Every line of the entries below that carries the string "when" should be copied.

* _EXTRACTED RECORDS_:
——

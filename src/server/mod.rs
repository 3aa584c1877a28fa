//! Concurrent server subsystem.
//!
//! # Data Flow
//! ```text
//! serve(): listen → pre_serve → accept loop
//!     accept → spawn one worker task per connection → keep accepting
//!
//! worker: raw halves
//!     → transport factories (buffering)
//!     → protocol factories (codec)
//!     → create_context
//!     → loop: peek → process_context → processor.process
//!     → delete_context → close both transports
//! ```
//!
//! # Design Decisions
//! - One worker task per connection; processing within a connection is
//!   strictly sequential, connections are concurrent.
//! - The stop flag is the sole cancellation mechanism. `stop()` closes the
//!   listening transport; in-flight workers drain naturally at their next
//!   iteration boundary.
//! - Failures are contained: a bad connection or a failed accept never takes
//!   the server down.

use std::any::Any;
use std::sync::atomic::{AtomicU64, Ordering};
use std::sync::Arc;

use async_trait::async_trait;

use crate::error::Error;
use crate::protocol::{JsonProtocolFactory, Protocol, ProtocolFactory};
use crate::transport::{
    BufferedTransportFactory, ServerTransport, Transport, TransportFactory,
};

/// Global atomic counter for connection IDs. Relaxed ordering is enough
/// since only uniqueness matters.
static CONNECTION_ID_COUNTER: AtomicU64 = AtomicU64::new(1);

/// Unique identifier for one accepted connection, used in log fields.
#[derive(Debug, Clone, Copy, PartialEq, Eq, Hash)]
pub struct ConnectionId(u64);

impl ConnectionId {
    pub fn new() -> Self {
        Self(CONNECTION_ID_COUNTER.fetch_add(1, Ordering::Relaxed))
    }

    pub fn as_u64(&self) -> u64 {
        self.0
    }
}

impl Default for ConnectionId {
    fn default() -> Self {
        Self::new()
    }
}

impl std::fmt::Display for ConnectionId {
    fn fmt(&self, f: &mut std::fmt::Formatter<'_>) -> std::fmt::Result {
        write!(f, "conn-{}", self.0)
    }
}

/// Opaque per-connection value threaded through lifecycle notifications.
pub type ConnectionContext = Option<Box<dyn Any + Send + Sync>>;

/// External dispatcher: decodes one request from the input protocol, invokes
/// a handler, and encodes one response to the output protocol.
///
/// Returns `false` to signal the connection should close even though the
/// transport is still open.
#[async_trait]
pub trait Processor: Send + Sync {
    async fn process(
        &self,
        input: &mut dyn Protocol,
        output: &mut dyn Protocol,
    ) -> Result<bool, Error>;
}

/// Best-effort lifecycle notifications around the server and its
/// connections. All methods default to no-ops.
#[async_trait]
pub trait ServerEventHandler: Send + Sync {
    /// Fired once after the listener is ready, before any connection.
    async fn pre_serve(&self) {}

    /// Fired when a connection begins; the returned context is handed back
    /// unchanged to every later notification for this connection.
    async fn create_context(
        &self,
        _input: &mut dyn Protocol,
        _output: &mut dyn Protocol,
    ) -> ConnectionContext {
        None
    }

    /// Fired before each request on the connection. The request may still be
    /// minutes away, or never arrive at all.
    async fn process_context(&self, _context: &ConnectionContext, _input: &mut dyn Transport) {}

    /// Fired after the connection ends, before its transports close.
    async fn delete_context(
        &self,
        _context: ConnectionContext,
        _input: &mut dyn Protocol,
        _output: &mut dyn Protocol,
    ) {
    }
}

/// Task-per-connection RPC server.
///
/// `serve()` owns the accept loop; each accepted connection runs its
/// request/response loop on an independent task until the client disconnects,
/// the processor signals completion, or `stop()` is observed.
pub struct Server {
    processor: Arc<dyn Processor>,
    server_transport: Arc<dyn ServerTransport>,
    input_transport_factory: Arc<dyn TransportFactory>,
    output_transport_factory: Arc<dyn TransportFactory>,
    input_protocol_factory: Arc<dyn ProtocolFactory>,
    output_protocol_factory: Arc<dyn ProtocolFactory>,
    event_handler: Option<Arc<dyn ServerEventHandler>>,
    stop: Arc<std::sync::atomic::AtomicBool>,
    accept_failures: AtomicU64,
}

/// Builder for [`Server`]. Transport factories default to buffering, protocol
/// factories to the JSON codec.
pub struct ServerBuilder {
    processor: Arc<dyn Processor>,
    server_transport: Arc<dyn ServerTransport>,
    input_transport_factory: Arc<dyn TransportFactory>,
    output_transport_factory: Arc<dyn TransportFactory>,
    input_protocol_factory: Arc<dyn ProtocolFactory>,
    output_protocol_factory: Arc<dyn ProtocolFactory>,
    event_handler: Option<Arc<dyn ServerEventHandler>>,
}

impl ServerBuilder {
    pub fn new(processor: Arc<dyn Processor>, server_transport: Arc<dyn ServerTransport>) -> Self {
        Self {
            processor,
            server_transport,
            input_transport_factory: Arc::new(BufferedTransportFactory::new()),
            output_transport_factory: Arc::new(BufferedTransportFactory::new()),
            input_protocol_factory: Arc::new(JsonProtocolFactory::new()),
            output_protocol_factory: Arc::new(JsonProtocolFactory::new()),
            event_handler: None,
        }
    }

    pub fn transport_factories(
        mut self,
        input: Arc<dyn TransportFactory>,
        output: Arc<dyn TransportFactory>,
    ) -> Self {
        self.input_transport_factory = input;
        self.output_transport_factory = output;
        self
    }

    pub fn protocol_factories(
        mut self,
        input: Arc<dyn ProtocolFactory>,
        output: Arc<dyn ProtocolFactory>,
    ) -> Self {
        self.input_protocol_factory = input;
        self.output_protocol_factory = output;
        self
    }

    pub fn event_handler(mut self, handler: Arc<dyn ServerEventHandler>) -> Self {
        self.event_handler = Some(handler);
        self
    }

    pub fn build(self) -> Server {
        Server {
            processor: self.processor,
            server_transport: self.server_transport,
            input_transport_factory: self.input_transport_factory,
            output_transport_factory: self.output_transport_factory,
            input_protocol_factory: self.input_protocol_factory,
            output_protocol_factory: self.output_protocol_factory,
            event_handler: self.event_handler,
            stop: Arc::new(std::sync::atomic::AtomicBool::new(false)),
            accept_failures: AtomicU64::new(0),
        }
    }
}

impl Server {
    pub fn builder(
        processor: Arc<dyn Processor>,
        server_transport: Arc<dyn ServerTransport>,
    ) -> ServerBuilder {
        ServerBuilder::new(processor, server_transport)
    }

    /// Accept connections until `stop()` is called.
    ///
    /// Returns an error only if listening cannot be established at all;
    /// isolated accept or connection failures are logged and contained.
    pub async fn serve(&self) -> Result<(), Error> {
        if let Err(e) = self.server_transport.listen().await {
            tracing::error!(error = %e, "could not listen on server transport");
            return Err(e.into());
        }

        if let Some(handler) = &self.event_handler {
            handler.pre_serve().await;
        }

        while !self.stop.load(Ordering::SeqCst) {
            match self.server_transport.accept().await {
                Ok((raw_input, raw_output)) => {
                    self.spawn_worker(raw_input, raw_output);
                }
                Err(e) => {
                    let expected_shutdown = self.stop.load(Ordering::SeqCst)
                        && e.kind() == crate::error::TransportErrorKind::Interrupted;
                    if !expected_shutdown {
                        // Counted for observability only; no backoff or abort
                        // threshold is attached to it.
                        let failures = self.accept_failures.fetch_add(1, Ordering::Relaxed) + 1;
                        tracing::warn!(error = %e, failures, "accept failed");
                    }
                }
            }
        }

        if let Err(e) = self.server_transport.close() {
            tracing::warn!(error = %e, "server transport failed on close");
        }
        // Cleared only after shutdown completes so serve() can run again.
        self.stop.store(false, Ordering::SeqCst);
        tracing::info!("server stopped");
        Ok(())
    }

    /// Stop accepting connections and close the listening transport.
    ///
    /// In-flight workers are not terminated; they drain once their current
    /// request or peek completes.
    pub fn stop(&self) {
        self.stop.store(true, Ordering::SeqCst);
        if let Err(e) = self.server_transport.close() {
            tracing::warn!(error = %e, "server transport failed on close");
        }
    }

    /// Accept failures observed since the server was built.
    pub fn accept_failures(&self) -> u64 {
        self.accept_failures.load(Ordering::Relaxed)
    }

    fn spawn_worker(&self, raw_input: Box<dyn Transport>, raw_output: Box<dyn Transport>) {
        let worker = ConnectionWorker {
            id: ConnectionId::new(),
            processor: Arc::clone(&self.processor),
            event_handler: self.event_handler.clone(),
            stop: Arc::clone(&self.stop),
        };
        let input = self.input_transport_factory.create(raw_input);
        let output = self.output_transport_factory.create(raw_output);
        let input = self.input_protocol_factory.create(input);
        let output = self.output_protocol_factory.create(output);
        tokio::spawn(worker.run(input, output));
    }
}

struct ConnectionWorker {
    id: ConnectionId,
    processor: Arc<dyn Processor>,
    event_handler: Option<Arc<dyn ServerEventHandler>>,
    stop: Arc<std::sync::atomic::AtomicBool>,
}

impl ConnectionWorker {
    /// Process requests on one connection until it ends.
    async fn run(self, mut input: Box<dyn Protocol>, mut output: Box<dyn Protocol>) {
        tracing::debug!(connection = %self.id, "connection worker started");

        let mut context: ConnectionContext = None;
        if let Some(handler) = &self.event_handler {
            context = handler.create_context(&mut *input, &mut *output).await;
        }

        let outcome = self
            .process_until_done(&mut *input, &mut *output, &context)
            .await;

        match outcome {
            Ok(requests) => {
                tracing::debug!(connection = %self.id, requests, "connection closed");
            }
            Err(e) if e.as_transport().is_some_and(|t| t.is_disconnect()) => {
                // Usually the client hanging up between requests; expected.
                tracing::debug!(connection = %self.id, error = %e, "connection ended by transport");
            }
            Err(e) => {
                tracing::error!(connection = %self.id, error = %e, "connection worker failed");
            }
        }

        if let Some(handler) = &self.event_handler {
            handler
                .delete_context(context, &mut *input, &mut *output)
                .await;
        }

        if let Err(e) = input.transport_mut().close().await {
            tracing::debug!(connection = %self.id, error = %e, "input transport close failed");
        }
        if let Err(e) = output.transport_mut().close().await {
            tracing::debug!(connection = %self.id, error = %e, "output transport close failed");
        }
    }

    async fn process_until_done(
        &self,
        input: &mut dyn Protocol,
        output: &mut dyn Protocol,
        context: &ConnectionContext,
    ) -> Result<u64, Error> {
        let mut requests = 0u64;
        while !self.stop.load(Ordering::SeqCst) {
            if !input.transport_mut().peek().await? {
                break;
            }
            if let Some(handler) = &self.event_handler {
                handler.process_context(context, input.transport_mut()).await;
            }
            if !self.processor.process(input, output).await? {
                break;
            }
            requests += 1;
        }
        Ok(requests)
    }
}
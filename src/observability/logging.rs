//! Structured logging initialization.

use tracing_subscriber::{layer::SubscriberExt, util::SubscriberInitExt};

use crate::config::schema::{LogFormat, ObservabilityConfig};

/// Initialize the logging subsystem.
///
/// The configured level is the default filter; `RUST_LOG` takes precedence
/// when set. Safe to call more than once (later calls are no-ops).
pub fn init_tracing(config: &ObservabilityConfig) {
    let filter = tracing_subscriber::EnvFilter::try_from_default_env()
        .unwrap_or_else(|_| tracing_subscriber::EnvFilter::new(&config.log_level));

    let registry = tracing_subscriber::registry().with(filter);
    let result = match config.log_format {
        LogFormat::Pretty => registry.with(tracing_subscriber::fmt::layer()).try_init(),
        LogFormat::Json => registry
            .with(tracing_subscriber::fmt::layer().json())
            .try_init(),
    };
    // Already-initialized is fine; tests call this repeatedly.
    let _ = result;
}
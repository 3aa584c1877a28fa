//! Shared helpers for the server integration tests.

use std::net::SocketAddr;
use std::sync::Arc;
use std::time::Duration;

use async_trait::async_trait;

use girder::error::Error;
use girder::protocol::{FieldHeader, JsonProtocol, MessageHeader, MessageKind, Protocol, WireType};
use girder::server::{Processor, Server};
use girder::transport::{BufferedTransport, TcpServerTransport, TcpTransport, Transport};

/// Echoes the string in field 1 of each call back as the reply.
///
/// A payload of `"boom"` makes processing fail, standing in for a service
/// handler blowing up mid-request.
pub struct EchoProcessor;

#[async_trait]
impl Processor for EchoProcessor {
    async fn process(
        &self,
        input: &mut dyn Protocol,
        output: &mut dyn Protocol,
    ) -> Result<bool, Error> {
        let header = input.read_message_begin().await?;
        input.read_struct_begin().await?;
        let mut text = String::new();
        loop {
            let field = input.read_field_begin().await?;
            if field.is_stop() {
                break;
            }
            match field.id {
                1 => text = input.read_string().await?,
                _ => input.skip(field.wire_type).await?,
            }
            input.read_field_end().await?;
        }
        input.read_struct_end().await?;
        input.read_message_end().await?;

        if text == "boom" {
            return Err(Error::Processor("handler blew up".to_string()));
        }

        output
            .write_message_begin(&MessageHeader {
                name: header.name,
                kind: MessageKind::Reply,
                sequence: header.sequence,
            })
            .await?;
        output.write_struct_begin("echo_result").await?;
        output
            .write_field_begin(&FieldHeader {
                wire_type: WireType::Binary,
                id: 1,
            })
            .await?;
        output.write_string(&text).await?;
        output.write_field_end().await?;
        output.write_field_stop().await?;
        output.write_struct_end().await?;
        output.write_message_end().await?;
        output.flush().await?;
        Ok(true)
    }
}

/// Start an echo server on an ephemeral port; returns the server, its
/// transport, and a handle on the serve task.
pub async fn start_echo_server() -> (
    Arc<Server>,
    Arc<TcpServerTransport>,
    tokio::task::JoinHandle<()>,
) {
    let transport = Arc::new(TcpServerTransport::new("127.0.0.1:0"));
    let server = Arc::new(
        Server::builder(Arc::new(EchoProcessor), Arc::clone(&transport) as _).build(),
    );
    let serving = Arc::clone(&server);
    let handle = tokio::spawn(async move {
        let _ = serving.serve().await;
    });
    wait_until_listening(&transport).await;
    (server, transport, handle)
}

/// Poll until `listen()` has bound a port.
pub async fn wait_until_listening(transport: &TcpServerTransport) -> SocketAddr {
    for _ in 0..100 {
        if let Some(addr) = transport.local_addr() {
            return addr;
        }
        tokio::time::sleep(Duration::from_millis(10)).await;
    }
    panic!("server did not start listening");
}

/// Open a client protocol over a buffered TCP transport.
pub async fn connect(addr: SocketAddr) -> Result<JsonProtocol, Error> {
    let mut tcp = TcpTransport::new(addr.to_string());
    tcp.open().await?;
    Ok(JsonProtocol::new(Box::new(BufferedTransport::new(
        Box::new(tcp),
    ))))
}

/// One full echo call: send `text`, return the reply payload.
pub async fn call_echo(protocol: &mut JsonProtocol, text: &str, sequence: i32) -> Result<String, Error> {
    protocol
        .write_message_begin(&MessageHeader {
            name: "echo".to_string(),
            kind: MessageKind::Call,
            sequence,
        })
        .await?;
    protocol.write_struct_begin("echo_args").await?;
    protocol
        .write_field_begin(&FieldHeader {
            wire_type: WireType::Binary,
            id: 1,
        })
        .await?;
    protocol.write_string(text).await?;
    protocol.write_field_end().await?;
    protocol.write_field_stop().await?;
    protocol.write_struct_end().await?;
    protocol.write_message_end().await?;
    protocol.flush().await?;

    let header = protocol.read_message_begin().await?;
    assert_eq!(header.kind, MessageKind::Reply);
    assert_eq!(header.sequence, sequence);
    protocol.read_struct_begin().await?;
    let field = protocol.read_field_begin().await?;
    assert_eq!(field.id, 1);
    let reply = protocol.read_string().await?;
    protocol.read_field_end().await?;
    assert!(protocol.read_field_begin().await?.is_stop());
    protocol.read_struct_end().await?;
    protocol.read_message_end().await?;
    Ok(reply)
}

——

* _EXERCISE ANSWER_:
    /// Fired when a connection begins; the returned context is handed back
/// when set. Safe to call more than once (later calls are no-ops).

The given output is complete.